One of the types of stone professional installers are asked about quite often is travertine. Travertine has become popular in recent years as a more high-end, elegant stone used in slab or tile form.
What is travertine?
Travertine is a form of limestone. It is soft, and light-colored, with natural pitting. It comes in a sweeping array of natural hues such as tan, cream, salmon, and rust. It is softer and formed in a different way than other stones such as marble, so it has different properties and applications.
Travertine can easily be polished, honed, tumbled or brushed for a variety of projects. Because it is a softer stone, it shouldn’t be utilized in heavy use areas unless it’s filled with epoxy resin and honed. In such a case when a slab of travertine is treated in this manner and created into a countertop, it is often mistaken for marble. Polished travertine will have to be double sealed, with a penetrating sealer and a barrier surface sealer.
Once travertine is polished, it can be used in many places where the stone is a popular option, such as a tub surround, a niche stone, a backsplash, or other light use applications. Homeowners who select travertine countertops with a travertine backsplash are never disappointed. While they require regular care, the effect is stunning.

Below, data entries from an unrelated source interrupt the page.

impl Session {
    /// Create a session whose local backend is a real PTY shell
    pub fn new(config: Arc<Config>, engine: Arc<dyn ContainerEngine>, primary: DisplayHandle) -> Self {
        Self::with_spawner(config, engine, Arc::new(PtySpawner), primary)
    }

    pub fn with_spawner(
        config: Arc<Config>,
        engine: Arc<dyn ContainerEngine>,
        spawner: Arc<dyn LocalSpawner>,
        primary: DisplayHandle,
    ) -> Self {
        let (backend_tx, backend_rx) = mpsc::unbounded_channel();
        let (advance_tx, advance_rx) = mpsc::unbounded_channel();

        Self {
            recorder: Recorder::new(config.recording_title.clone()),
            tracker: CommandTracker::new(
                config.auto_advance,
                Duration::from_millis(config.advance_delay_ms),
            ),
            cols: config.default_cols,
            rows: config.default_rows,
            config,
            engine,
            spawner,
            backend: None,
            generation: 0,
            state: SessionState::Idle,
            backend_tx,
            backend_rx,
            advance_tx,
            advance_rx,
            primary,
            detached: None,
            script: None,
        }
    }

    pub fn state(&self) -> SessionState {
        self.state
    }

    pub fn backend_kind(&self) -> Option<BackendKind> {
        self.backend.as_ref().map(|b| b.kind())
    }

    pub fn is_detached(&self) -> bool {
        self.detached.is_some()
    }

    pub fn script(&self) -> Option<&Script> {
        self.script.as_ref()
    }

    pub fn dimensions(&self) -> (u16, u16) {
        (self.cols, self.rows)
    }

    /// Start the local shell
    pub async fn start(&mut self) -> Result<()> {
        self.set_state(SessionState::Switching);
        self.drop_backend().await;
        self.start_local()
    }

    /// Wait for the next backend notification or due advance
    pub async fn next_event(&mut self) -> Option<SessionEvent> {
        tokio::select! {
            Some(event) = self.backend_rx.recv() => Some(SessionEvent::Backend(event)),
            Some(step_index) = self.advance_rx.recv() => Some(SessionEvent::Advance { step_index }),
            else => None,
        }
    }

    pub async fn handle_event(&mut self, event: SessionEvent) -> Result<()> {
        match event {
            SessionEvent::Backend(event) if event.generation() != self.generation => {
                debug!("Dropping event from retired backend {}", event.generation());
                Ok(())
            }
            SessionEvent::Backend(BackendEvent::Output { data, .. }) => {
                self.recorder.record_output(&data);
                self.route(DisplayMessage::Output(data));
                Ok(())
            }
            SessionEvent::Backend(BackendEvent::Exited { code, .. }) => self.backend_exited(code).await,
            SessionEvent::Advance { step_index } => {
                if let Some(next) = self.tracker.advance(step_index) {
                    info!("Advancing to step {}", next + 1);
                    self.notify_primary(DisplayMessage::AdvanceStep(next));
                }
                Ok(())
            }
        }
    }

    async fn backend_exited(&mut self, code: Option<i32>) -> Result<()> {
        let Some(kind) = self.backend_kind() else {
            return Ok(());
        };
        info!("{:?} backend exited with code {:?}", kind, code);

        self.drop_backend().await;

        match kind {
            BackendKind::Containerized => {
                self.notify_all(DisplayMessage::ContainerSessionEnded);
                self.set_state(SessionState::Switching);
                self.start_local()
            }
            BackendKind::Local if self.config.respawn_local_shell => {
                self.set_state(SessionState::Switching);
                self.start_local()
            }
            BackendKind::Local => {
                self.set_state(SessionState::Idle);
                Ok(())
            }
        }
    }

    /// Forward input from a display surface to the active backend
    pub async fn send_input(&mut self, surface: Surface, data: &[u8]) -> Result<()> {
        if surface == Surface::Detached && self.detached.is_none() {
            debug!("Dropping input from a closed detached surface");
            return Ok(());
        }
        self.forward_input(data).await
    }

    /// Type a command into the terminal, pressing return when `execute` is set
    pub async fn write_command(&mut self, text: &str, execute: bool) -> Result<()> {
        let mut data = text.to_string();
        if execute {
            data.push('\r');
        }
        self.forward_input(data.as_bytes()).await
    }

    async fn forward_input(&mut self, data: &[u8]) -> Result<()> {
        if self.state != SessionState::Ready {
            debug!("Dropping {} input bytes while {:?}", data.len(), self.state);
            return Ok(());
        }
        let Some(backend) = self.backend.as_mut() else {
            return Ok(());
        };

        backend.write(data).await?;

        let text = String::from_utf8_lossy(data);
        self.recorder.record_input(&text);

        if self.config.detect_commands_from_input {
            for line in self.tracker.observe_input(&text) {
                self.command_executed(&line);
            }
        }
        Ok(())
    }

    /// A command line was executed. Returns whether it matched the active step.
    pub fn command_executed(&mut self, line: &str) -> bool {
        match self.tracker.command_executed(line) {
            Some(pending) => {
                self.schedule_advance(pending);
                true
            }
            None => false,
        }
    }

    fn schedule_advance(&self, pending: PendingAdvance) {
        let tx = self.advance_tx.clone();
        tokio::spawn(async move {
            tokio::time::sleep(pending.delay).await;
            let _ = tx.send(pending.step_index);
        });
    }

    pub fn set_active_step(&mut self, index: usize) {
        self.tracker.set_active_step(index);
    }

    pub fn active_step(&self) -> usize {
        self.tracker.active_step()
    }

    pub fn set_auto_advance(&mut self, enabled: bool) {
        self.tracker.set_enabled(enabled);
    }

    /// Propagate new terminal dimensions
    pub async fn resize(&mut self, cols: u16, rows: u16) {
        if cols == 0 || rows == 0 {
            return;
        }
        self.cols = cols;
        self.rows = rows;
        if let Some(backend) = self.backend.as_mut() {
            backend.resize(cols, rows).await;
        }
        self.recorder.update_dimensions(cols, rows);
    }

    /// Move terminal output to a detached surface
    pub fn detach(&mut self, handle: DisplayHandle) {
        self.detached = Some(handle);
        self.notify_primary(DisplayMessage::Detached);
        info!("Terminal detached");
    }

    /// Return terminal output to the primary surface
    pub fn attach(&mut self) {
        if self.detached.take().is_none() {
            return;
        }
        self.notify_primary(DisplayMessage::Attached);
        self.notify_primary(DisplayMessage::Refit);
        info!("Terminal attached");
    }

    /// Load a script and reset step tracking to its first step
    pub async fn load_script(&mut self, path: &Path) -> Result<Script> {
        let script = Script::load(path).await?;
        info!(
            "Loaded script '{}' with {} steps",
            script.title,
            script.steps.len()
        );
        self.tracker.set_steps(&script.steps);
        self.script = Some(script.clone());
        Ok(script)
    }

    pub async fn save_script(&mut self, path: &Path, content: &str) -> Result<()> {
        tokio::fs::write(path, content)
            .await
            .map_err(|e| Error::Io(format!("{}: {}", path.display(), e)))?;
        info!("Script saved to: {}", path.display());
        Ok(())
    }

    /// Whether the container engine answers
    pub async fn check_engine(&self) -> bool {
        match self.engine.ping().await {
            Ok(()) => true,
            Err(e) => {
                debug!("Container engine unavailable: {}", e);
                false
            }
        }
    }

    /// Swap the active backend for a containerized one.
    ///
    /// On failure the session falls back to a local shell and the error is
    /// returned.
    pub async fn start_container_session(
        &mut self,
        config: ContainerConfig,
        base_path: Option<PathBuf>,
    ) -> Result<StartedContainer> {
        info!("Starting container session with image {}", config.image);
        self.set_state(SessionState::Switching);
        self.drop_backend().await;

        let mut backend = ContainerBackend::new(
            self.engine.clone(),
            config,
            base_path,
            ContainerDefaults::from(self.config.as_ref()),
        );

        let (progress_tx, mut progress_rx) = mpsc::unbounded_channel::<PullProgress>();
        let mut targets = vec![self.primary.clone()];
        targets.extend(self.detached.clone());
        tokio::spawn(async move {
            while let Some(progress) = progress_rx.recv().await {
                for target in &targets {
                    let _ = target.send(DisplayMessage::PullProgress(progress.clone()));
                }
            }
        });

        let started = match backend.start(progress_tx).await {
            Ok(started) => started,
            Err(e) => {
                self.fall_back_to_local();
                return Err(e);
            }
        };

        self.generation += 1;
        let sink = EventSink::new(self.generation, self.backend_tx.clone());
        if let Err(e) = backend.create_exec_stream(self.cols, self.rows, sink).await {
            error!("Failed to attach to container: {}", e);
            backend.stop().await;
            self.fall_back_to_local();
            return Err(e);
        }

        info!(
            "Container session ready: {} ({})",
            started.name, started.container_id
        );
        self.backend = Some(Box::new(backend));
        self.set_state(SessionState::Ready);
        Ok(started)
    }

    /// Stop the containerized backend and return to a local shell
    pub async fn stop_container_session(&mut self) -> Result<()> {
        if self.backend_kind() != Some(BackendKind::Containerized) {
            debug!("No container session to stop");
            return Ok(());
        }
        self.set_state(SessionState::Switching);
        self.drop_backend().await;
        self.start_local()
    }

    pub fn start_recording(&mut self, mut options: RecordingOptions) -> Result<()> {
        if options.cols == 0 || options.rows == 0 {
            options.cols = self.cols;
            options.rows = self.rows;
        }
        if options.title.is_none() {
            options.title = self.script.as_ref().map(|s| s.title.clone());
        }
        self.recorder.start(options)
    }

    pub fn stop_recording(&mut self) -> Result<()> {
        self.recorder.stop()
    }

    pub fn is_recording(&self) -> bool {
        self.recorder.is_recording()
    }

    /// Save the current or last recording.
    ///
    /// Without a path a generated name under `recordings_dir` is used.
    pub async fn save_recording(&self, path: Option<&Path>) -> Result<PathBuf> {
        let path = match path {
            Some(path) => path.to_path_buf(),
            None => Path::new(&self.config.recordings_dir).join(Recorder::generate_filename()),
        };
        self.recorder.save(&path).await
    }

    pub fn recording_stats(&self) -> Option<RecordingStats> {
        self.recorder.stats()
    }

    /// Combined backend and engine status
    pub async fn status(&self) -> SessionStatus {
        let container = match self.backend.as_ref().and_then(|b| b.container()) {
            Some(handle) => handle.status().await,
            None => None,
        };

        SessionStatus {
            is_containerized: self.backend_kind() == Some(BackendKind::Containerized),
            engine_available: self.check_engine().await,
            container,
        }
    }

    /// Terminate the active backend
    pub async fn shutdown(&mut self) {
        info!("Shutting down session");
        self.drop_backend().await;
        self.set_state(SessionState::Idle);
    }

    fn start_local(&mut self) -> Result<()> {
        self.generation += 1;
        let sink = EventSink::new(self.generation, self.backend_tx.clone());
        let options = LocalPtyOptions {
            shell: self.config.shell.clone(),
            cols: self.cols,
            rows: self.rows,
            minimal_prompt: self.config.minimal_prompt,
            prompt_override_delay: Duration::from_millis(self.config.prompt_override_delay_ms),
            cwd: None,
        };

        match self.spawner.spawn(&options, sink) {
            Ok(backend) => {
                self.backend = Some(backend);
                self.set_state(SessionState::Ready);
                Ok(())
            }
            Err(e) => {
                error!("Failed to start local shell: {}", e);
                self.set_state(SessionState::Idle);
                Err(e)
            }
        }
    }

    fn fall_back_to_local(&mut self) {
        warn!("Falling back to local shell");
        if let Err(e) = self.start_local() {
            error!("Local fallback failed: {}", e);
        }
    }

    /// Terminate and forget the active backend; its late events are ignored
    async fn drop_backend(&mut self) {
        if let Some(mut backend) = self.backend.take() {
            backend.terminate().await;
        }
        self.generation += 1;
    }

    fn set_state(&mut self, state: SessionState) {
        self.state = state;
        self.notify_all(DisplayMessage::SessionState(state));
    }

    /// Terminal output goes to the detached surface when present, else the primary
    fn route(&mut self, message: DisplayMessage) {
        if let Some(detached) = self.detached.as_ref() {
            match detached.send(message) {
                Ok(()) => return,
                Err(mpsc::error::SendError(message)) => {
                    // Detached surface went away without an explicit attach
                    self.attach();
                    let _ = self.primary.send(message);
                }
            }
        } else if self.primary.send(message).is_err() {
            debug!("Primary surface closed");
        }
    }

    fn notify_primary(&self, message: DisplayMessage) {
        let _ = self.primary.send(message);
    }

    fn notify_all(&self, message: DisplayMessage) {
        if let Some(detached) = self.detached.as_ref() {
            let _ = detached.send(message.clone());
        }
        let _ = self.primary.send(message);
    }
}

However, when the travertine finish is left in a more natural state, it creates a gorgeous flooring tile, Honed, the natural dimples will come into play, creating a unique and exquisite texture on each tile. While travertine it will wear down over time, when it does so, it will do so in a very organic way which contributes to the unique character of it rather than making it look damaged.
Not a new choice
While it’s recently become popular due to new treatment techniques, use of travertine isn’t new. It was used to create buildings such as the Colosseum in Rome. The Tonto Natural Bridge in Payson is travertine, and the inside walls in the Sears (Willis) Tower are travertine.
Because travertine is stone, it is heavy, especially as floor tile. Because if the weight, it should be installed by a pro who has had experience with it. As tiles or pavers, it can be used either indoors or out, such as when a homeowner wants a soft, lush look.
If you’re considering travertine stone in a project for your home, such as a countertop, take some time to look at several colors and finishes. Once you use it in one project, you may fall in love with it and decide to use it in several more. By utilizing it in more than one setting, the travertine will create the continuity that is consistent with a well-appointed home.
If you have a home, business or rental property in the Metro Phoenix area and are considering upgrading with granite countertops or other stonework features, call us here at JDM Countertops at 602-461-7559.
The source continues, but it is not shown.